Print

Print


This record has the classic signs of Unicode treated as Latin-1 by mistake.  The multibyte characters often show up as à followed by some other random character.  This actually happened to my conference badge in Asheville, which read "Esmé Cowles".

-Esmé
--
Esme Cowles <[log in to unmask]>

"Necessity is the plea for every infringement of human freedom. It is the
 argument of tyrants; it is the creed of slaves." -- William Pitt, 1783

On Oct 7, 2010, at 9:39 AM, Ross Singer wrote:

> Eric, is this your source file?
> 
> http://ia341306.us.archive.org/1/items/bienfaitsducatho00pina/bienfaitsducatho00pina_meta.mrc
> 
> I have nothing really much to offer with regard to MARC.pm and its
> ilk, but I thought it might help people track down your problem.
> 
> FWIW, yaz-marcdump spits out this on that record:
> 
> $ yaz-marcdump bienfait.mrc
> 00795cam a2200277 a 4500
> 001 1556719
> 003 CaOTULAS
> 005 19931129144435.0
> 008 780210s1842    fr                  fre d
> 035    $a (Sirsi) AZF-9578
> 040    $a NUC $c NUC $d otsm
> 049    $a otstm $b eng
> 050 04 $a BX946 $b .P5
> 055  3 $a BX946 $b .P55 1842
> 090  8 $a BX 946 .P55 1842 $b SMRS
> 100 10 $a Pinard, Clovis, $d d.1865.
> 245 10 $a Bienfaits du Catholicisme dans la société / $c par l'abbé P
> (No separator at end of field length=71)
> 260 na $d .
> (Separator but not at end of field length=26)
> 300 18 $2 .
> (Separator but not at end of field length=11)
> 490 00 $p .
> (Separator but not at end of field length=45)
> (Bad indicator data.
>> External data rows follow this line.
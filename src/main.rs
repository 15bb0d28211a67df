use std::process::ExitCode;

mod adapter;
mod app;
mod config;
mod discovery;
mod dispatcher;
mod overlay;
mod page;
mod registry;
mod scenario;
mod selector;
mod storage;
mod timer;
mod utils;
mod volume;

#[tokio::main(flavor = "current_thread")]
async fn main() -> ExitCode {
    let result = app::start().await;
    match result {
        Ok(..) => ExitCode::SUCCESS,
        Err(err) => {
            log::error!("{err:?}");
            ExitCode::FAILURE
        }
    }
}
use std::time::Duration;

use tokio::{sync::mpsc::UnboundedSender, task::JoinHandle};

/// A one-shot timer that delivers `msg` after `delay`. Dropping the timer
/// cancels it; a message that already fired stays in the channel, so
/// receivers compare tokens where that matters.
#[derive(Debug)]
pub struct Timer {
    handle: JoinHandle<()>,
}

impl Timer {
    pub fn after<T: Send + 'static>(delay: Duration, tx: UnboundedSender<T>, msg: T) -> Self {
        let handle = tokio::spawn(async move {
            tokio::time::sleep(delay).await;
            let _ = tx.send(msg);
        });
        Self { handle }
    }

    #[cfg(test)]
    pub fn is_pending(&self) -> bool {
        !self.handle.is_finished()
    }
}

impl Drop for Timer {
    fn drop(&mut self) {
        self.handle.abort();
    }
}

#[cfg(test)]
mod tests {
    use tokio::sync::mpsc;

    use super::*;

    #[tokio::test(start_paused = true)]
    async fn should_deliver_after_delay() {
        // given
        let (tx, mut rx) = mpsc::unbounded_channel();

        // when
        let timer = Timer::after(Duration::from_millis(500), tx, 7);
        tokio::time::sleep(Duration::from_millis(499)).await;
        let early = rx.try_recv();
        tokio::time::sleep(Duration::from_millis(2)).await;

        // then
        assert!(early.is_err());
        assert_eq!(rx.try_recv().ok(), Some(7));
        assert!(!timer.is_pending());
    }

    #[tokio::test(start_paused = true)]
    async fn should_not_fire_once_dropped() {
        // given
        let (tx, mut rx) = mpsc::unbounded_channel();
        let timer = Timer::after(Duration::from_millis(100), tx, ());

        // when
        drop(timer);
        tokio::time::sleep(Duration::from_millis(200)).await;

        // then
        assert!(rx.try_recv().is_err());
    }
}
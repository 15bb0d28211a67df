use std::{
    fs::File,
    io::Read,
    path::{Path, PathBuf},
    time::Duration,
};

use anyhow::Context;
use serde::{Deserialize, Serialize};
use tokio::sync::watch;

use crate::{app::Cli, volume::DEFAULT_STEP};

const DEFAULT_CONFIG_PATH: &str = "config.toml";

const DEFAULT_OVERLAY_COLOR: &str = "#000000";
const DEFAULT_TEXT_COLOR: &str = "#ffffff";
const DEFAULT_OVERLAY_OPACITY: f64 = 0.3;
const DEFAULT_OVERLAY_DURATION_MS: u64 = 700;
const FALLBACK_OVERLAY_DURATION_MS: u64 = 1600;
const DEFAULT_SCAN_INTERVAL_MS: u64 = 2000;

#[derive(Debug, Clone, PartialEq, Serialize, Deserialize)]
#[serde(default, rename_all = "camelCase")]
pub struct Settings {
    #[serde(alias = "extensionEnabled")]
    pub enabled: bool,
    pub volume_step: f64,
    pub overlay_color: String,
    pub overlay_opacity: f64,
    pub overlay_duration: u64,
    pub text_color: String,
    pub scan_interval: u64,
}

impl Default for Settings {
    fn default() -> Self {
        Self {
            enabled: true,
            volume_step: DEFAULT_STEP,
            overlay_color: DEFAULT_OVERLAY_COLOR.to_string(),
            overlay_opacity: DEFAULT_OVERLAY_OPACITY,
            overlay_duration: DEFAULT_OVERLAY_DURATION_MS,
            text_color: DEFAULT_TEXT_COLOR.to_string(),
            scan_interval: DEFAULT_SCAN_INTERVAL_MS,
        }
    }
}

impl Settings {
    /// Replaces out-of-range values with their defaults.
    pub fn sanitized(mut self) -> Self {
        if !(self.volume_step > 0.0 && self.volume_step <= 1.0) {
            log::warn!(
                "Ignoring volume step {}; using {DEFAULT_STEP}",
                self.volume_step
            );
            self.volume_step = DEFAULT_STEP;
        }
        self.overlay_opacity = if self.overlay_opacity.is_nan() {
            DEFAULT_OVERLAY_OPACITY
        } else {
            self.overlay_opacity.clamp(0.0, 1.0)
        };
        if self.scan_interval == 0 {
            self.scan_interval = DEFAULT_SCAN_INTERVAL_MS;
        }
        self
    }

    pub fn overlay_duration(&self) -> Duration {
        match self.overlay_duration {
            0 => Duration::from_millis(FALLBACK_OVERLAY_DURATION_MS),
            ms => Duration::from_millis(ms),
        }
    }

    pub fn scan_interval(&self) -> Duration {
        Duration::from_millis(self.scan_interval.max(1))
    }
}

#[derive(Debug, Default, PartialEq)]
pub struct Config {
    pub settings: Settings,
}

impl Config {
    pub fn read(file: &mut impl Read) -> anyhow::Result<Self> {
        let mut contents = String::new();
        file.read_to_string(&mut contents)
            .context("Failed to read config file")?;

        let settings: Settings =
            toml::from_str(&contents).context("Failed to parse config file")?;
        Ok(Self {
            settings: settings.sanitized(),
        })
    }

    pub fn read_path(path: impl AsRef<Path>) -> anyhow::Result<Self> {
        let mut file = File::open(path).context("Failed to open config file")?;
        Self::read(&mut file)
    }

    pub fn from_cli_args(args: &Cli) -> anyhow::Result<Self> {
        let mut config = match &args.config {
            Some(config_path) => Self::read_path(config_path)?,
            None => {
                let default_config = PathBuf::from(DEFAULT_CONFIG_PATH);
                if default_config.exists() {
                    log::info!("Using default config file {DEFAULT_CONFIG_PATH}");
                    Self::read_path(default_config)?
                } else {
                    log::info!("No config file found; using default settings");
                    Config::default()
                }
            }
        };
        if let Some(scan_interval) = args.scan_interval {
            config.settings.scan_interval = scan_interval;
            config.settings = config.settings.sanitized();
        }
        Ok(config)
    }
}

/// Live settings with subscribe/notify. Every engine reads through its own
/// subscription instead of a shared global.
#[derive(Debug, Clone)]
pub struct ConfigStore {
    sender: watch::Sender<Settings>,
}

impl ConfigStore {
    pub fn new(settings: Settings) -> Self {
        let (sender, _) = watch::channel(settings.sanitized());
        Self { sender }
    }

    pub fn current(&self) -> Settings {
        self.sender.borrow().clone()
    }

    pub fn subscribe(&self) -> watch::Receiver<Settings> {
        self.sender.subscribe()
    }

    pub fn set(&self, settings: Settings) {
        self.sender.send_replace(settings.sanitized());
    }

    /// Merges a storage-change style JSON object, e.g. `{"volumeStep": 0.1}`,
    /// into the current settings.
    pub fn apply_changes(&self, changes: &serde_json::Value) -> anyhow::Result<()> {
        let mut merged =
            serde_json::to_value(self.current()).context("Failed to serialize settings")?;
        let (Some(merged_fields), Some(changed_fields)) =
            (merged.as_object_mut(), changes.as_object())
        else {
            return Err(anyhow::anyhow!("Settings changes must be a JSON object"));
        };
        for (key, value) in changed_fields {
            let key = if key == "extensionEnabled" {
                "enabled"
            } else {
                key.as_str()
            };
            merged_fields.insert(key.to_string(), value.clone());
        }
        let settings: Settings =
            serde_json::from_value(merged).context("Failed to apply settings changes")?;
        self.set(settings);
        Ok(())
    }
}

impl Default for ConfigStore {
    fn default() -> Self {
        Self::new(Settings::default())
    }
}

#[cfg(test)]
mod tests {
    use std::io::{Cursor, Write};

    use clap::Parser;
    use serde_json::json;

    use super::*;

    const TEST_CONFIG: &str = r##"
enabled = true
volumeStep = 0.1
overlayColor = "#1e90ff"
overlayOpacity = 0.5
overlayDuration = 1200
textColor = "#000000"
scanInterval = 1000
"##;

    #[test]
    fn should_parse_config() {
        // given
        let mut config_file = Cursor::new(TEST_CONFIG);

        // when
        let config = Config::read(&mut config_file).unwrap();

        // then
        assert_eq!(
            config,
            Config {
                settings: Settings {
                    enabled: true,
                    volume_step: 0.1,
                    overlay_color: "#1e90ff".to_string(),
                    overlay_opacity: 0.5,
                    overlay_duration: 1200,
                    text_color: "#000000".to_string(),
                    scan_interval: 1000,
                }
            }
        )
    }

    #[test]
    fn should_fill_unset_fields_with_defaults() {
        // given
        let mut config_file = Cursor::new("extensionEnabled = false");

        // when
        let config = Config::read(&mut config_file).unwrap();

        // then
        assert_eq!(
            config.settings,
            Settings {
                enabled: false,
                ..Settings::default()
            }
        );
    }

    #[test]
    fn should_return_error_on_invalid_syntax() {
        // given
        let mut config_file = Cursor::new("volumeStep = ");

        // when
        let result = Config::read(&mut config_file);

        // then
        assert!(result.is_err());
    }

    #[test]
    fn should_sanitize_out_of_range_values() {
        // given
        let mut config_file =
            Cursor::new("volumeStep = 1.5\noverlayOpacity = 3.0\nscanInterval = 0");

        // when
        let settings = Config::read(&mut config_file).unwrap().settings;

        // then
        assert_eq!(settings.volume_step, DEFAULT_STEP);
        assert_eq!(settings.overlay_opacity, 1.0);
        assert_eq!(settings.scan_interval, DEFAULT_SCAN_INTERVAL_MS);
    }

    #[test]
    fn should_read_config_from_path() {
        // given
        let mut file = tempfile::NamedTempFile::new().unwrap();
        file.write_all(b"volumeStep = 0.02").unwrap();

        // when
        let config = Config::read_path(file.path()).unwrap();

        // then
        assert_eq!(config.settings.volume_step, 0.02);
    }

    #[test]
    fn should_fall_back_when_overlay_duration_is_zero() {
        let settings = Settings {
            overlay_duration: 0,
            ..Settings::default()
        };

        assert_eq!(settings.overlay_duration(), Duration::from_millis(1600));
    }

    #[test]
    fn should_notify_subscribers_of_changes() {
        // given
        let store = ConfigStore::default();
        let mut subscription = store.subscribe();

        // when
        store
            .apply_changes(&json!({ "volumeStep": 0.1, "extensionEnabled": false }))
            .unwrap();

        // then
        assert!(subscription.has_changed().unwrap());
        let settings = subscription.borrow_and_update().clone();
        assert_eq!(settings.volume_step, 0.1);
        assert!(!settings.enabled);
    }

    #[test]
    fn should_reject_malformed_changes() {
        let store = ConfigStore::default();

        assert!(store.apply_changes(&json!([1, 2])).is_err());
        assert!(store.apply_changes(&json!({ "volumeStep": "lots" })).is_err());
        assert_eq!(store.current(), Settings::default());
    }

    #[test]
    fn should_let_cli_override_config_file() {
        // given
        let mut file = tempfile::NamedTempFile::new().unwrap();
        file.write_all(b"scanInterval = 1000\nvolumeStep = 0.1").unwrap();
        let path = file.path().to_string_lossy().to_string();
        let cli = Cli::parse_from([
            "scroll-volume",
            "--config",
            &path,
            "--scan-interval",
            "250",
            "scenario.json",
        ]);

        // when
        let config = Config::from_cli_args(&cli).unwrap();

        // then
        assert_eq!(config.settings.scan_interval, 250);
        assert_eq!(config.settings.volume_step, 0.1);
    }
}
Skipping 2 bytes)
> 596 ?t $e nn
> (No separator at end of field length=7)
> 610 ne
> (Separator but not at end of field length=30)
> 948 xH $s tory.
> (Separator but not at end of field length=27)
> 039 0/ $6 /199
> (No separator at end of field length=9)
> (Bad indicator data. Skipping 1 bytes)
> 093 0  $f mcsk
> (Separator but not at end of field length=21)
> 926 12 $1 44434
> (Separator but not at end of field length=48)
> 
> The diacritics definitely look pretty sketchy there.
> 
> In fact, I just tried this with every encoding in yaz-marcdump, and
> the diacritics never properly converted to UTF-8.
> 
> They seem ok here:
> 
> http://ia341306.us.archive.org/1/items/bienfaitsducatho00pina/bienfaitsducatho00pina_marc.xml
> 
> though, so you might want to grab both binary marc and marcxml and
> fall back to the latter in case of encoding errors.
> 
> -Ross.
> 
> On Thu, Oct 7, 2010 at 6:51 AM, Eric Lease Morgan <[log in to unmask]> wrote:
>> How do I trap for unwanted (bogus) characters in MARC records?
>> 
>> I have a set of Internet Archive identifiers, and have written the followoing Perl loop to get the MARC records associated with each one:
>> 
>>  # process each identifier
>>  my $ua = LWP::UserAgent->new( agent => AGENT );
>>  while ( <DATA> ) {
>> 
>>    # get the identifier
>>    chop;
>>    my $identifier = $_;
>>    print $identifier, "\n";
>> 
>>    # get its corresponding MARC record
>>    my $response = $ua->get( ROOT . "$identifier/$identifier" . "_meta.mrc" );
>>    if ( ! $response->is_success ) {
>> 
>>      warn $response->status_line;
>>      next;
>> 
>>    }
>> 
>>    # save it
>>    open MARC, " > $identifier.mrc" or die "Can't open $identifier.mrc: $!\n";
>>    binmode MARC, ":utf8";
>>    print MARC $response->content;
>>    close MARC;
>> 
>>  }
>> 
>> I then use the venerable marcdump to see the fruits of my labors: marcdump *.mrc. Unfortunately, marcdump returns the following error against (at least) one of my files:
>> 
>>  bienfaitsducatho00pina.mrc
>>  utf8 "\xC3" does not map to Unicode at /System/Library/
>>  Perl/5.10.0/darwin-thread-multi-2level/Encode.pm line 162.
>> 
>> What is going on here? Am I saving my files incorrectly? Is the original MARC data inherintly incorrect? Is there some way I can fix the MARC record in question?
>> 
>> --
>> Eric Lease Morgan
>>